PORTRAIT – En initiant le mouvement visant à dénoncer les violences au sein des IEP, Anna Toumazoff veut mettre la lumière sur les victimes mais aussi sur le travail effectué par les associations étudiantes. Depuis deux ans, elle utilise les réseaux pour porter sa cause.
Cinq jours après le lancement du hashtag #sciencesporcs et une séquence médiatique intensive, Anna Toumazoff peine encore à réaliser. "C’est assez vertigineux", admet-elle. Il y a eu un pic de témoignages lundi 8 et mardi 9 février mais les messages d’étudiants continuent d'affluer sur ses trois comptes Instagram. Et journalistes comme politiques se sont emparés du sujet qui bouscule les IEP, ces instituts d’études politiques très réputés aux quatre coins de la France. La jeune femme de 25 ans, à l’origine du mouvement visant à lever l’omerta sur les violences sexistes et sexuelles au sein des promotions, connait bien leur fonctionnement puisqu’elle a étudié un an à l’IEP de Toulouse, en master 2. De son passage à l’école, elle en garde surtout son militantisme avec la création de l’association féministe, "Les Sans Culottes". Depuis, Anna Toumazoff a quitté la ville rose pour vivre un temps à Paris, qu’elle a fini par quitter aussi.

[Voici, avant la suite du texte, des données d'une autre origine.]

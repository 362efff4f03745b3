//! Categories, variants, products and what hangs off products.

use legacy_import_shared::types::{
    MainCategory, MenuCategory, MenuItem, Product, ProductImage, ProductReview, ProductVariant,
    StoreMenu, Variant, VariantValue, Wishlist,
};

use super::{MAIN_CATEGORY, MENU_CATEGORY, PRODUCT, USER, VARIANT, VARIANT_VALUE};
use crate::consumer::LegacyRow;
use crate::processor::coerce::{coerce_bool, coerce_float, coerce_int, coerce_text};
use crate::processor::{LegacyTable, TransformContext};

fn position(row: &LegacyRow) -> i64 {
    coerce_int(row.pick(&["position", "sortorder", "displayorder"]), 0)
}

pub struct MainCategories;

impl LegacyTable for MainCategories {
    type Record = MainCategory;

    fn transform(row: &LegacyRow, context: &TransformContext<'_>) -> Option<MainCategory> {
        Some(MainCategory {
            name: row.text("name").unwrap_or_default(),
            slug: row.text("slug"),
            image: row.text("image"),
            position: position(row),
            status: row.int("status", 1),
            created_at: context.date(row.get("createdat")),
        })
    }
}

pub struct MenuCategories;

impl LegacyTable for MenuCategories {
    type Record = MenuCategory;

    fn transform(row: &LegacyRow, context: &TransformContext<'_>) -> Option<MenuCategory> {
        Some(MenuCategory {
            name: row.text("name").unwrap_or_default(),
            image: row.text("image"),
            position: position(row),
            status: row.int("status", 1),
            created_at: context.date(row.get("createdat")),
        })
    }
}

pub struct Variants;

impl LegacyTable for Variants {
    type Record = Variant;

    fn transform(row: &LegacyRow, context: &TransformContext<'_>) -> Option<Variant> {
        Some(Variant {
            name: row.text("name").unwrap_or_default(),
            status: row.int("status", 1),
            created_at: context.date(row.get("createdat")),
        })
    }
}

/// Rows with an empty value are skipped.
pub struct VariantValues;

impl LegacyTable for VariantValues {
    type Record = VariantValue;

    fn transform(row: &LegacyRow, context: &TransformContext<'_>) -> Option<VariantValue> {
        let value = coerce_text(row.pick(&["value", "name"]))?;
        let variant = context.link(VARIANT, row.get("variantid"));

        Some(VariantValue {
            variant: variant.id,
            old_variant_id: variant.legacy,
            value,
            position: position(row),
            status: row.int("status", 1),
        })
    }
}

pub struct Products;

impl LegacyTable for Products {
    type Record = Product;

    fn transform(row: &LegacyRow, context: &TransformContext<'_>) -> Option<Product> {
        let main_category = context.link(MAIN_CATEGORY, row.pick(&["maincategoryid", "categoryid"]));
        let menu_category = context.link(MENU_CATEGORY, row.get("menucategoryid"));

        Some(Product {
            name: row.text("name").unwrap_or_default(),
            slug: row.text("slug"),
            description: row.text("description"),
            short_description: coerce_text(row.pick(&["shortdescription", "shortdesc"])),
            sku: row.text("sku"),
            main_category: main_category.id,
            old_main_category_id: main_category.legacy,
            menu_category: menu_category.id,
            old_menu_category_id: menu_category.legacy,
            price: coerce_float(row.pick(&["price", "saleprice"]), 0.0),
            mrp: row.optional_float("mrp"),
            discount: row.float("discount", 0.0),
            stock: coerce_int(row.pick(&["stock", "quantity"]), 0),
            unit: row.text("unit"),
            weight: row.optional_float("weight"),
            image: row.text("image"),
            is_featured: coerce_bool(row.pick(&["isfeatured", "featured"]), false),
            status: row.int("status", 1),
            created_at: context.date(row.get("createdat")),
            updated_at: context.date(row.get("updatedat")),
        })
    }
}

pub struct ProductVariants;

impl LegacyTable for ProductVariants {
    type Record = ProductVariant;

    fn transform(row: &LegacyRow, context: &TransformContext<'_>) -> Option<ProductVariant> {
        let product = context.link(PRODUCT, row.get("productid"));
        let variant = context.link(VARIANT, row.get("variantid"));
        let variant_value = context.link(VARIANT_VALUE, row.get("variantvalueid"));

        Some(ProductVariant {
            product: product.id,
            old_product_id: product.legacy,
            variant: variant.id,
            old_variant_id: variant.legacy,
            variant_value: variant_value.id,
            old_variant_value_id: variant_value.legacy,
            sku: row.text("sku"),
            price: row.float("price", 0.0),
            mrp: row.optional_float("mrp"),
            stock: coerce_int(row.pick(&["stock", "quantity"]), 0),
            status: row.int("status", 1),
            created_at: context.date(row.get("createdat")),
        })
    }
}

/// Rows without an image path or a resolvable product are skipped.
pub struct ProductImages;

impl LegacyTable for ProductImages {
    type Record = ProductImage;

    fn transform(row: &LegacyRow, context: &TransformContext<'_>) -> Option<ProductImage> {
        let image = coerce_text(row.pick(&["image", "imagepath"]))?;
        let product = context.link(PRODUCT, row.get("productid"));
        if !product.is_resolved() {
            return None;
        }

        Some(ProductImage {
            product: product.id,
            old_product_id: product.legacy,
            image,
            position: position(row),
            created_at: context.date(row.get("createdat")),
        })
    }
}

pub struct ProductReviews;

impl LegacyTable for ProductReviews {
    type Record = ProductReview;

    fn transform(row: &LegacyRow, context: &TransformContext<'_>) -> Option<ProductReview> {
        let product = context.link(PRODUCT, row.get("productid"));
        let user = context.link(USER, row.get("userid"));

        Some(ProductReview {
            product: product.id,
            old_product_id: product.legacy,
            user: user.id,
            old_user_id: user.legacy,
            rating: row.int("rating", 0),
            review: coerce_text(row.pick(&["review", "comment"])),
            status: row.int("status", 1),
            created_at: context.date(row.get("createdat")),
        })
    }
}

/// Rows without a resolvable user or product are skipped.
pub struct Wishlists;

impl LegacyTable for Wishlists {
    type Record = Wishlist;

    fn transform(row: &LegacyRow, context: &TransformContext<'_>) -> Option<Wishlist> {
        let product = context.link(PRODUCT, row.get("productid"));
        let user = context.link(USER, row.get("userid"));
        if !product.is_resolved() || !user.is_resolved() {
            return None;
        }

        Some(Wishlist {
            product: product.id,
            old_product_id: product.legacy,
            user: user.id,
            old_user_id: user.legacy,
            created_at: context.date(row.get("createdat")),
        })
    }
}

pub struct MenuItems;

impl LegacyTable for MenuItems {
    type Record = MenuItem;

    fn transform(row: &LegacyRow, context: &TransformContext<'_>) -> Option<MenuItem> {
        let menu_category = context.link(MENU_CATEGORY, row.get("menucategoryid"));
        let product = context.link(PRODUCT, row.get("productid"));

        Some(MenuItem {
            menu_category: menu_category.id,
            old_menu_category_id: menu_category.legacy,
            product: product.id,
            old_product_id: product.legacy,
            position: position(row),
            status: row.int("status", 1),
            created_at: context.date(row.get("createdat")),
        })
    }
}

pub struct StoreMenus;

impl LegacyTable for StoreMenus {
    type Record = StoreMenu;

    fn transform(row: &LegacyRow, context: &TransformContext<'_>) -> Option<StoreMenu> {
        let menu_category = context.link(MENU_CATEGORY, row.get("menucategoryid"));
        let product = context.link(PRODUCT, row.get("productid"));

        Some(StoreMenu {
            name: row.text("name"),
            menu_category: menu_category.id,
            old_menu_category_id: menu_category.legacy,
            product: product.id,
            old_product_id: product.legacy,
            position: position(row),
            status: row.int("status", 1),
            created_at: context.date(row.get("createdat")),
        })
    }
}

Dimanche 7 février, la jeune femme a rendu public le témoignage de Juliette, élève à Sciences Po Toulouse : "Je vous écris car à Toulouse aussi on est violé.e.s (…). Au début, tu m’insultais comme les autres, même beaucoup plus, et puis tu m’as violée. (…) Je dormais et tu as continué. Tu m’as demandé si ça allait, j’ai dit non et tu as fini". L’étudiante a porté plainte le 6 février, juste après avoir écrit sur son groupe de promo, et une enquête préliminaire a été ouverte depuis.
Uber déjà sa cible en 2019
"Le but était aussi de mettre un éclairage sur le travail des associations étudiantes, leur donner de la force", souligne Anna Toumazoff. Exténuée mais toujours déterminée, elle veut croire qu’elle réussit à "faire bouger les lignes" : "Je n’ai envie de brasser du vent. Je n’ai pas le temps de débattre pendant des années, ce que je veux, c’est que les mecs arrêtent de nous violer". Pour cela, le jeune femme ne perd pas son objectif de vue. Comme sur le plateau de BFM où, face à la ministre Frédérique Vidal, elle lance : "J’aimerais entendre que des mesures exceptionnelles ont été prises aujourd’hui." Ou encore sur Twitter, lorsqu’elle assure à une internaute qui la félicite : "ON. VA. TOUT. CASSER. Pour nos petites sœurs".
Il faut dire que la jeune femme n’en est pas à son coup d’essai. En novembre 2019, c’est déjà elle qui se cache derrière le phénomène #Ubercestover, qui rassemble des témoignages d’agressions sexuelles et de viols commis par des chauffeurs VTC. À l’époque, l’ampleur du mouvement pousse Uber à réagir et à promettre des mesures de protection envers les victimes et de sanction envers les accusés. "La personne qui mène ces combats, j’ai parfois l’impression que ce n’est pas moi", avoue la militante aux 174.000 abonnés, toutes ses pages cumulées. Ses deux premiers comptes, memespourcoolkidsfeministes et cequeveulentlesfemmes, n’ont pourtant que deux ans. À l’époque, le choix de se lancer sur Instagram pour vulgariser des sujets féministes est vite vu : YouTube est ringard, Twitter est violent.
Alors face à la rhétorique, utilisée notamment par Eric Dupont-Moretti, selon laquelle la justice ne se rend pas sur les réseaux sociaux, la jeune femme rétorque aussitôt que "c’est la honte". Avant de développer, plus nuancée : "Je ne suis pas pour non plus, je ne trouve pas ça bien mais c’est parce qu’on n’a rien d’autre. Qu’est-ce qui pousse Juliette, qui n’avait pas encore porté plainte quand elle a déposé sa lettre, à s’exposer sur les réseaux et raconter ses traumatismes plutôt que de pousser la porte d’un commissariat ? Ce n’est pas normal". En parallèle du "travail de fond" entrepris ici, Anna Toumazoff a beaucoup de projets en tête. La préparation d’un livre est dans les tiroirs et puis d'autres témoignages pourraient suivre concernant d'autres grandes écoles.